Long thread following (broken formatting):

  • How do I know which images I have downloaded previously? (and how to do what’s asked in the previous question ;))

    • You can use singularity cache list to show the images that are cached

      • only states that I have 4 container files … There are 4 container file(s) using 871.38 MiB and 35 oci blob file(s) using 863.92 MiB of space Total space used: 1.69 GiB

        • That seems correct, or is there something wrong you think?

          • I’d like to know which images I have downloaded. (not just how many - sorry for being picky)

            • No problem! Could you try singularity cache list --verbose?

            • sure. a long list starting

NAME                     DATE CREATED           SIZE             TYPE
09815c5f37d2d8d87131e1   2021-10-14 14:24:58    51.58 MiB        blob
11bea08770a32e30917346   2021-10-14 14:24:59    6.45 MiB         blob
1b26e7e7420778c281756c   2021-11-04 11:06:25    0.17 KiB         blob
  • is there any way to figure out to which images these things belong to?

    • It seems the only way is to do singularity inspect $HOME/.singularity/cache/blob/09815c5f37d2d8d87131e1 where the last part /blob/<number> can be extracted from the singularity cache list --verbose list

      • partial success: works for lines where type is oci-tmp, not for the blobs …
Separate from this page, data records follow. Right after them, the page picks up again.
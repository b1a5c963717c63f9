//! Position recommendation for a single player
//!
//! Ranks a player's sharpened distribution, then picks the best-ranked
//! position the chosen formation actually plays (falling back to the overall
//! favourite).

use super::{sharpen, top_positions, AttributeVector, SuitabilityProvider};
use crate::config::AssignerConfig;
use crate::models::{FormationKind, PositionCode};
use serde::Serialize;

#[derive(Debug, Clone, PartialEq, Serialize)]
pub struct RankedPosition {
    pub code: PositionCode,
    pub probability: f64,
    /// Formation-aware display label
    pub label: &'static str,
}

#[derive(Debug, Clone, PartialEq, Serialize)]
pub struct Recommendation {
    pub formation: FormationKind,
    pub ranked: Vec<RankedPosition>,
    pub best: PositionCode,
    pub best_probability: f64,
    /// Slot code to highlight on the formation diagram
    pub highlight_code: PositionCode,
}

/// Map a classifier label onto the slot code used by the pitch diagram.
pub fn highlight_code(code: PositionCode) -> PositionCode {
    match code {
        PositionCode::LW => PositionCode::LM,
        PositionCode::RW => PositionCode::RM,
        PositionCode::CF => PositionCode::ST,
        other => other,
    }
}

/// Pick from `ranked` (highest first). `None` when `ranked` is empty.
pub fn recommend_for_formation(
    ranked: &[(PositionCode, f64)],
    formation: FormationKind,
) -> Option<Recommendation> {
    let allowed = formation.allowed();
    let &(best, best_probability) =
        ranked.iter().find(|(code, _)| allowed.contains(code)).or_else(|| ranked.first())?;

    Some(Recommendation {
        formation,
        ranked: ranked
            .iter()
            .map(|&(code, probability)| RankedPosition {
                code,
                probability,
                label: formation.position_label(code),
            })
            .collect(),
        best,
        best_probability,
        highlight_code: highlight_code(best),
    })
}

/// Provider → sharpen → top-N → formation pick.
pub fn recommend_positions<P: SuitabilityProvider + ?Sized>(
    provider: &P,
    attributes: &AttributeVector,
    formation: FormationKind,
    config: &AssignerConfig,
) -> Option<Recommendation> {
    let distribution = sharpen(&provider.suitability(attributes), config.sharpen_gamma);
    let ranked = top_positions(&distribution, config.top_n);
    let recommendation = recommend_for_formation(&ranked, formation);
    if let Some(rec) = &recommendation {
        tracing::debug!(
            formation = %formation,
            best = %rec.best,
            probability = rec.best_probability,
            "position recommendation"
        );
    }
    recommendation
}
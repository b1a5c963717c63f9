//! Lineup CLI library
//!
//! File loading and text rendering behind the `lineup` binary.

use anyhow::{Context, Result};
use lineup_core::api::{resolve_roster, RosterEntry};
use lineup_core::suitability::{recommend_positions, Recommendation};
use lineup_core::{
    assign_with_config, AssignerConfig, Assignment, AttributeVector, FormationKind,
    WeightedProfileProvider,
};
use std::fs;
use std::path::Path;

/// Load a YAML/JSON config, or the defaults when no path is given.
pub fn load_config(path: Option<&Path>) -> Result<AssignerConfig> {
    match path {
        Some(path) => AssignerConfig::load(path)
            .with_context(|| format!("Failed to load config: {}", path.display())),
        None => Ok(AssignerConfig::default()),
    }
}

/// Roster file: a JSON array of roster entries.
pub fn load_roster(path: &Path) -> Result<Vec<RosterEntry>> {
    let text = fs::read_to_string(path)
        .with_context(|| format!("Failed to read roster file: {}", path.display()))?;
    serde_json::from_str(&text).context("Failed to parse roster JSON")
}

pub fn run_assign(roster: &Path, formation: &str, config: &AssignerConfig) -> Result<Assignment> {
    let entries = load_roster(roster)?;
    let provider = WeightedProfileProvider::new(config.softmax_temperature);
    let players = resolve_roster(&entries, &provider, config).context("Invalid roster")?;
    tracing::info!(players = players.len(), formation, "assigning roster");
    Ok(assign_with_config(formation, &players, config))
}

pub fn run_recommend(
    attributes: &Path,
    formation: &str,
    config: &AssignerConfig,
) -> Result<Option<Recommendation>> {
    let text = fs::read_to_string(attributes)
        .with_context(|| format!("Failed to read attributes file: {}", attributes.display()))?;
    let attrs: AttributeVector =
        serde_json::from_str(&text).context("Failed to parse attributes JSON")?;
    let provider = WeightedProfileProvider::new(config.softmax_temperature);
    Ok(recommend_positions(&provider, &attrs, FormationKind::resolve(formation), config))
}

pub fn render_assignment(assignment: &Assignment) -> String {
    let mut lines = vec![format!("Formation {}", assignment.formation)];
    lines.extend(assignment.slots.iter().map(|slot| match (&slot.player_id, slot.score) {
        (Some(player), Some(score)) => {
            format!("  {:<5} {:<4} {:<20} {:.3}", slot.slot_id, slot.label, player, score)
        }
        _ => format!("  {:<5} {:<4} -", slot.slot_id, slot.label),
    }));
    lines.push(format!("Total score: {:.3}", assignment.total_score));
    if !assignment.unassigned_players.is_empty() {
        lines.push(format!("Bench: {}", assignment.unassigned_players.join(", ")));
    }
    to_text(lines)
}

pub fn render_recommendation(recommendation: &Recommendation) -> String {
    let mut lines = vec![format!("Formation {}", recommendation.formation)];
    lines.extend(recommendation.ranked.iter().enumerate().map(|(rank, position)| {
        format!(
            "  {}. {:<4} {:<22} {:.1}%",
            rank + 1,
            position.code,
            position.label,
            position.probability * 100.0
        )
    }));
    lines.push(format!(
        "Recommended: {} ({:.1}%), highlight slot {}",
        recommendation.best,
        recommendation.best_probability * 100.0,
        recommendation.highlight_code
    ));
    to_text(lines)
}

pub fn render_formations() -> String {
    to_text(FormationKind::ALL.iter().map(|kind| {
        let slots: Vec<String> = kind
            .slots()
            .iter()
            .map(|s| format!("{}:{}", s.slot_id, s.required_code))
            .collect();
        format!("{:<14} {}", kind.code(), slots.join(" "))
    }))
}

/// Newline-terminated lines.
fn to_text(lines: impl IntoIterator<Item = String>) -> String {
    lines.into_iter().map(|line| line + "\n").collect()
}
singularity inspect $HOME/.singularity/cache/oci-tmp/8f343633898c500138979065b62ecb50be4a29f8e7adfadd8f0b168d2642eab1 amd64 Thursday_4_November_2021_11:7:2_EET
org.label-schema.schema-version: 1.0
org.label-schema.usage.singularity.deffile.bootstrap: docker
org.label-schema.usage.singularity.deffile.from: tensorflow/tensorflow:latest
org.label-schema.usage.singularity.version: 3.7.4-1
  • Is there nothing under ls $HOME/.singularity/blob?

    • there is

singularity inspect $HOME/.singularity/cache/blob/blobs/sha256/09815c5f37d2d8d87131e14e10a137967abea40bbb74888e4624281dd0a55ab3
FATAL:   Failed to open image $HOME/.singularity/cache/blob/blobs/sha256/09815c5f37d2d8d87131e14e10a137967abea40bbb74888e4624281dd0a55ab3: image format not recognized
  • Then I’m out of ideas, will ask someone else to follow-up

    • all fine, just need to remember to use the lines with type==oci-tmp only … that’s sufficient, thanks for the help (inspect … did the trick :-) )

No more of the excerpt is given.